§ **Exercise prompt**
The lines to copy from the listing below are those that contain the string "other".
● ● ● ● ●
//! Domain constraint matching
//!
//! A `$domain=` token is tested as a plain substring of the query's
//! domain, so each token carries a prebuilt searcher.

use std::fmt;

use memchr::memmem::Finder;

/// One lower-cased domain token with its substring searcher.
#[derive(Clone)]
pub struct DomainMatcher {
    domain: String,
    finder: Finder<'static>,
}

impl DomainMatcher {
    /// Build a matcher for a domain token. The token is lower-cased.
    pub fn new(domain: &str) -> Self {
        let domain = domain.to_ascii_lowercase();
        let finder = Finder::new(domain.as_bytes()).into_owned();
        Self { domain, finder }
    }

    /// The lower-cased token.
    #[inline]
    pub fn domain(&self) -> &str {
        &self.domain
    }

    /// Check if the token occurs anywhere in `haystack`.
    #[inline]
    pub fn is_found_in(&self, haystack: &str) -> bool {
        self.finder.find(haystack.as_bytes()).is_some()
    }
}

impl fmt::Debug for DomainMatcher {
    fn fmt(&self, f: &mut fmt::Formatter<'_>) -> fmt::Result {
        f.debug_tuple("DomainMatcher").field(&self.domain).finish()
    }
}

impl PartialEq for DomainMatcher {
    fn eq(&self, other: &Self) -> bool {
        self.domain == other.domain
    }
}

impl Eq for DomainMatcher {}

#[cfg(test)]
mod tests {
    use super::*;

    #[test]
    fn test_lowercases_token() {
        let matcher = DomainMatcher::new("Example.COM");
        assert_eq!(matcher.domain(), "example.com");
        assert!(matcher.is_found_in("www.example.com"));
    }

    #[test]
    fn test_substring_semantics() {
        let matcher = DomainMatcher::new("example.com");
        assert!(matcher.is_found_in("example.com"));
        assert!(matcher.is_found_in("ads.example.com"));
        assert!(matcher.is_found_in("notexample.com"));
        assert!(matcher.is_found_in("example.com.evil.net"));
        assert!(!matcher.is_found_in("other.com"));
        assert!(!matcher.is_found_in(""));
    }

    #[test]
    fn test_query_domain_is_not_case_folded() {
        let matcher = DomainMatcher::new("example.com");
        assert!(!matcher.is_found_in("EXAMPLE.COM"));
    }

    #[test]
    fn test_clone_keeps_searcher() {
        let matcher = DomainMatcher::new("ads.net");
        let cloned = matcher.clone();
        drop(matcher);
        assert!(cloned.is_found_in("cdn.ads.net"));
        assert_eq!(cloned, DomainMatcher::new("ADS.net"));
    }
}
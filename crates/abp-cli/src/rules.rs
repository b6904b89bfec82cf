use std::fs;
use std::io;
use std::path::Path;

use abp_compiler::{load_filter_list, ErrorPolicy, ListStats};
use abp_core::matcher::Matcher;

/// Counts for one loaded list file.
#[derive(Debug)]
pub struct LoadedList {
    pub path: String,
    pub stats: ListStats,
}

/// Load every list in order into `matcher`.
pub fn load_lists(paths: &[String], matcher: &mut Matcher, policy: ErrorPolicy) -> Result<Vec<LoadedList>, String> {
    if paths.is_empty() {
        return Err("No rule lists specified".to_string());
    }

    let mut loaded = Vec::with_capacity(paths.len());
    for path in paths {
        let content = fs::read_to_string(path)
            .map_err(|e| format!("Failed to read '{}': {}", path, e))?;

        let stats = load_filter_list(matcher, &content, policy)
            .map_err(|e| format!("{}: {}", path, e))?;

        log::debug!(
            "{}: {} lines, {} rules, {} errors",
            display_name(path),
            stats.lines,
            stats.rules,
            stats.errors.len()
        );

        loaded.push(LoadedList { path: path.clone(), stats });
    }

    Ok(loaded)
}

/// Collect URIs from the command line, or one per line from a file
/// (`-` reads stdin). Blank lines are dropped.
pub fn read_uris(file: Option<&str>, args: Vec<String>) -> Result<Vec<String>, String> {
    let Some(file) = file else {
        return Ok(args);
    };

    let content = if file == "-" {
        io::read_to_string(io::stdin()).map_err(|e| format!("Failed to read stdin: {}", e))?
    } else {
        fs::read_to_string(file).map_err(|e| format!("Failed to read '{}': {}", file, e))?
    };

    let mut uris: Vec<String> = content
        .lines()
        .map(str::trim)
        .filter(|line| !line.is_empty())
        .map(str::to_string)
        .collect();
    uris.extend(args);
    Ok(uris)
}

pub fn display_name(path: &str) -> String {
    Path::new(path)
        .file_name()
        .unwrap_or_default()
        .to_string_lossy()
        .into_owned()
}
● ● ● ● ●
§ **Exercise response**
    fn eq(&self, other: &Self) -> bool {
        self.domain == other.domain
        assert!(!matcher.is_found_in("other.com"));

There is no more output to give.